## YOUR TASK
Record by record, give the entire listing again exactly.

## DATASET ENTRIES
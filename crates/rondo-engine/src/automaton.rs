//! Immutable automaton programs
//!
//! An [`Automaton`] maps state identifiers to handlers. It is built once,
//! shared by reference between all of its machines and between every clone of
//! a run, and never mutated afterwards apart from usage statistics.

use crate::machine::{LocalVars, MachineHandle};
use crate::status::Status;
use rondo_core::{EngineError, MetaContext, Result, StateId};
use std::collections::BTreeMap;
use std::fmt;
use std::sync::atomic::{AtomicU64, Ordering};
use std::sync::Arc;

/// What a state handler asks the machine loop to do next
#[derive(Debug, Clone, Copy, PartialEq, Eq)]
pub enum HandlerOutcome {
    /// Run the handler of the (possibly updated) current state
    Continue,
    /// The automaton finished normally
    Exit,
    /// A wait was cancelled; unwind without re-entering
    Stopped,
}

/// State handler capability
pub type StateHandler =
    Arc<dyn Fn(&Arc<Status>, &MachineHandle) -> Result<HandlerOutcome> + Send + Sync>;

/// Deep-copy hook for machine local variables
pub type CopyHook = Arc<dyn Fn(&LocalVars) -> LocalVars + Send + Sync>;

/// Re-resolves references held in local variables against a copied domain state
pub type AliasHook = Arc<dyn Fn(&mut LocalVars, &dyn MetaContext) + Send + Sync>;

struct StateEntry {
    handler: StateHandler,
    comment: String,
    usage: AtomicU64,
}

/// An immutable named state-handler program
pub struct Automaton {
    name: String,
    initial: StateId,
    states: BTreeMap<StateId, StateEntry>,
    copy_hook: CopyHook,
    alias_hook: AliasHook,
    instances: AtomicU64,
}

impl Automaton {
    /// Start building an automaton called `name`
    pub fn builder(name: impl Into<String>) -> AutomatonBuilder {
        AutomatonBuilder {
            name: name.into(),
            initial: None,
            states: BTreeMap::new(),
            duplicate: None,
            copy_hook: None,
            alias_hook: None,
        }
    }

    /// Automaton name
    pub fn name(&self) -> &str {
        &self.name
    }

    /// State a new machine starts in
    pub fn initial_state(&self) -> StateId {
        self.initial
    }

    /// Handler of `state`, counting the lookup as one use
    pub fn handler(&self, state: StateId) -> Option<StateHandler> {
        self.states.get(&state).map(|entry| {
            entry.usage.fetch_add(1, Ordering::Relaxed);
            Arc::clone(&entry.handler)
        })
    }

    /// Human-readable comment of `state`
    pub fn comment(&self, state: StateId) -> Option<&str> {
        self.states.get(&state).map(|entry| entry.comment.as_str())
    }

    /// How many times the handler of `state` was invoked
    pub fn usage(&self, state: StateId) -> u64 {
        self.states
            .get(&state)
            .map_or(0, |entry| entry.usage.load(Ordering::Relaxed))
    }

    /// How many machines were instantiated from this automaton
    pub fn instances(&self) -> u64 {
        self.instances.load(Ordering::Relaxed)
    }

    pub(crate) fn note_instance(&self) {
        self.instances.fetch_add(1, Ordering::Relaxed);
    }

    /// Declared state identifiers in order
    pub fn states(&self) -> impl Iterator<Item = StateId> + '_ {
        self.states.keys().copied()
    }

    /// Deep-copy local variables with the automaton's copy hook
    pub fn copy_locals(&self, locals: &LocalVars) -> LocalVars {
        (self.copy_hook)(locals)
    }

    /// Re-resolve aliases in copied local variables
    pub fn resolve_aliases(&self, locals: &mut LocalVars, meta: &dyn MetaContext) {
        (self.alias_hook)(locals, meta);
    }
}

impl fmt::Debug for Automaton {
    fn fmt(&self, f: &mut fmt::Formatter<'_>) -> fmt::Result {
        f.debug_struct("Automaton")
            .field("name", &self.name)
            .field("initial", &self.initial)
            .field("states", &self.states.keys().collect::<Vec<_>>())
            .finish_non_exhaustive()
    }
}

/// Builder collecting states before the automaton is frozen
pub struct AutomatonBuilder {
    name: String,
    initial: Option<StateId>,
    states: BTreeMap<StateId, StateEntry>,
    duplicate: Option<StateId>,
    copy_hook: Option<CopyHook>,
    alias_hook: Option<AliasHook>,
}

impl AutomatonBuilder {
    /// Add a state with its handler and a comment. The first state added is
    /// the initial state unless [`initial`](Self::initial) says otherwise.
    pub fn state<F>(mut self, id: StateId, comment: impl Into<String>, handler: F) -> Self
    where
        F: Fn(&Arc<Status>, &MachineHandle) -> Result<HandlerOutcome> + Send + Sync + 'static,
    {
        if self.states.contains_key(&id) {
            self.duplicate.get_or_insert(id);
            return self;
        }
        self.initial.get_or_insert(id);
        self.states.insert(
            id,
            StateEntry {
                handler: Arc::new(handler),
                comment: comment.into(),
                usage: AtomicU64::new(0),
            },
        );
        self
    }

    /// Choose the initial state explicitly
    pub fn initial(mut self, id: StateId) -> Self {
        self.initial = Some(id);
        self
    }

    /// Override the local-variable copy hook
    pub fn copy_hook<F>(mut self, hook: F) -> Self
    where
        F: Fn(&LocalVars) -> LocalVars + Send + Sync + 'static,
    {
        self.copy_hook = Some(Arc::new(hook));
        self
    }

    /// Override the alias re-resolution hook
    pub fn alias_hook<F>(mut self, hook: F) -> Self
    where
        F: Fn(&mut LocalVars, &dyn MetaContext) + Send + Sync + 'static,
    {
        self.alias_hook = Some(Arc::new(hook));
        self
    }

    /// Freeze the automaton
    pub fn build(self) -> Result<Arc<Automaton>> {
        if let Some(id) = self.duplicate {
            return Err(EngineError::configuration(format!(
                "automaton '{}' declares state {id} twice",
                self.name
            )));
        }
        let initial = self.initial.ok_or_else(|| {
            EngineError::configuration(format!("automaton '{}' has no states", self.name))
        })?;
        if !self.states.contains_key(&initial) {
            return Err(EngineError::configuration(format!(
                "automaton '{}' starts in undeclared state {initial}",
                self.name
            )));
        }

        let copy_hook: CopyHook = match self.copy_hook {
            Some(hook) => hook,
            None => Arc::new(|locals: &LocalVars| locals.clone()),
        };
        let alias_hook: AliasHook = match self.alias_hook {
            Some(hook) => hook,
            None => Arc::new(|_: &mut LocalVars, _: &dyn MetaContext| {}),
        };

        Ok(Arc::new(Automaton {
            name: self.name,
            initial,
            states: self.states,
            copy_hook,
            alias_hook,
            instances: AtomicU64::new(0),
        }))
    }
}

## RESPONSE
filename crates/rondo-engine/src/automaton.rs
//! Immutable automaton programs
//!
//! An [`Automaton`] maps state identifiers to handlers. It is built once,
//! shared by reference between all of its machines and between every clone of
//! a run, and never mutated afterwards apart from usage statistics.

use crate::machine::{LocalVars, MachineHandle};
use crate::status::Status;
use rondo_core::{EngineError, MetaContext, Result, StateId};
use std::collections::BTreeMap;
use std::fmt;
use std::sync::atomic::{AtomicU64, Ordering};
use std::sync::Arc;

/// What a state handler asks the machine loop to do next
#[derive(Debug, Clone, Copy, PartialEq, Eq)]
pub enum HandlerOutcome {
    /// Run the handler of the (possibly updated) current state
    Continue,
    /// The automaton finished normally
    Exit,
    /// A wait was cancelled; unwind without re-entering
    Stopped,
}

/// State handler capability
pub type StateHandler =
    Arc<dyn Fn(&Arc<Status>, &MachineHandle) -> Result<HandlerOutcome> + Send + Sync>;

/// Deep-copy hook for machine local variables
pub type CopyHook = Arc<dyn Fn(&LocalVars) -> LocalVars + Send + Sync>;

/// Re-resolves references held in local variables against a copied domain state
pub type AliasHook = Arc<dyn Fn(&mut LocalVars, &dyn MetaContext) + Send + Sync>;

struct StateEntry {
    handler: StateHandler,
    comment: String,
    usage: AtomicU64,
}

/// An immutable named state-handler program
pub struct Automaton {
    name: String,
    initial: StateId,
    states: BTreeMap<StateId, StateEntry>,
    copy_hook: CopyHook,
    alias_hook: AliasHook,
    instances: AtomicU64,
}

impl Automaton {
    /// Start building an automaton called `name`
    pub fn builder(name: impl Into<String>) -> AutomatonBuilder {
        AutomatonBuilder {
            name: name.into(),
            initial: None,
            states: BTreeMap::new(),
            duplicate: None,
            copy_hook: None,
            alias_hook: None,
        }
    }

    /// Automaton name
    pub fn name(&self) -> &str {
        &self.name
    }

    /// State a new machine starts in
    pub fn initial_state(&self) -> StateId {
        self.initial
    }

    /// Handler of `state`, counting the lookup as one use
    pub fn handler(&self, state: StateId) -> Option<StateHandler> {
        self.states.get(&state).map(|entry| {
            entry.usage.fetch_add(1, Ordering::Relaxed);
            Arc::clone(&entry.handler)
        })
    }

    /// Human-readable comment of `state`
    pub fn comment(&self, state: StateId) -> Option<&str> {
        self.states.get(&state).map(|entry| entry.comment.as_str())
    }

    /// How many times the handler of `state` was invoked
    pub fn usage(&self, state: StateId) -> u64 {
        self.states
            .get(&state)
            .map_or(0, |entry| entry.usage.load(Ordering::Relaxed))
    }

    /// How many machines were instantiated from this automaton
    pub fn instances(&self) -> u64 {
        self.instances.load(Ordering::Relaxed)
    }

    pub(crate) fn note_instance(&self) {
        self.instances.fetch_add(1, Ordering::Relaxed);
    }

    /// Declared state identifiers in order
    pub fn states(&self) -> impl Iterator<Item = StateId> + '_ {
        self.states.keys().copied()
    }

    /// Deep-copy local variables with the automaton's copy hook
    pub fn copy_locals(&self, locals: &LocalVars) -> LocalVars {
        (self.copy_hook)(locals)
    }

    /// Re-resolve aliases in copied local variables
    pub fn resolve_aliases(&self, locals: &mut LocalVars, meta: &dyn MetaContext) {
        (self.alias_hook)(locals, meta);
    }
}

impl fmt::Debug for Automaton {
    fn fmt(&self, f: &mut fmt::Formatter<'_>) -> fmt::Result {
        f.debug_struct("Automaton")
            .field("name", &self.name)
            .field("initial", &self.initial)
            .field("states", &self.states.keys().collect::<Vec<_>>())
            .finish_non_exhaustive()
    }
}

/// Builder collecting states before the automaton is frozen
pub struct AutomatonBuilder {
    name: String,
    initial: Option<StateId>,
    states: BTreeMap<StateId, StateEntry>,
    duplicate: Option<StateId>,
    copy_hook: Option<CopyHook>,
    alias_hook: Option<AliasHook>,
}

impl AutomatonBuilder {
    /// Add a state with its handler and a comment. The first state added is
    /// the initial state unless [`initial`](Self::initial) says otherwise.
    pub fn state<F>(mut self, id: StateId, comment: impl Into<String>, handler: F) -> Self
    where
        F: Fn(&Arc<Status>, &MachineHandle) -> Result<HandlerOutcome> + Send + Sync + 'static,
    {
        if self.states.contains_key(&id) {
            self.duplicate.get_or_insert(id);
            return self;
        }
        self.initial.get_or_insert(id);
        self.states.insert(
            id,
            StateEntry {
                handler: Arc::new(handler),
                comment: comment.into(),
                usage: AtomicU64::new(0),
            },
        );
        self
    }

    /// Choose the initial state explicitly
    pub fn initial(mut self, id: StateId) -> Self {
        self.initial = Some(id);
        self
    }

    /// Override the local-variable copy hook
    pub fn copy_hook<F>(mut self, hook: F) -> Self
    where
        F: Fn(&LocalVars) -> LocalVars + Send + Sync + 'static,
    {
        self.copy_hook = Some(Arc::new(hook));
        self
    }

    /// Override the alias re-resolution hook
    pub fn alias_hook<F>(mut self, hook: F) -> Self
    where
        F: Fn(&mut LocalVars, &dyn MetaContext) + Send + Sync + 'static,
    {
        self.alias_hook = Some(Arc::new(hook));
        self
    }

    /// Freeze the automaton
    pub fn build(self) -> Result<Arc<Automaton>> {
        if let Some(id) = self.duplicate {
            return Err(EngineError::configuration(format!(
                "automaton '{}' declares state {id} twice",
                self.name
            )));
        }
        let initial = self.initial.ok_or_else(|| {
            EngineError::configuration(format!("automaton '{}' has no states", self.name))
        })?;
        if !self.states.contains_key(&initial) {
            return Err(EngineError::configuration(format!(
                "automaton '{}' starts in undeclared state {initial}",
                self.name
            )));
        }

        let copy_hook: CopyHook = match self.copy_hook {
            Some(hook) => hook,
            None => Arc::new(|locals: &LocalVars| locals.clone()),
        };
        let alias_hook: AliasHook = match self.alias_hook {
            Some(hook) => hook,
            None => Arc::new(|_: &mut LocalVars, _: &dyn MetaContext| {}),
        };

        Ok(Arc::new(Automaton {
            name: self.name,
            initial,
            states: self.states,
            copy_hook,
            alias_hook,
            instances: AtomicU64::new(0),
        }))
    }
}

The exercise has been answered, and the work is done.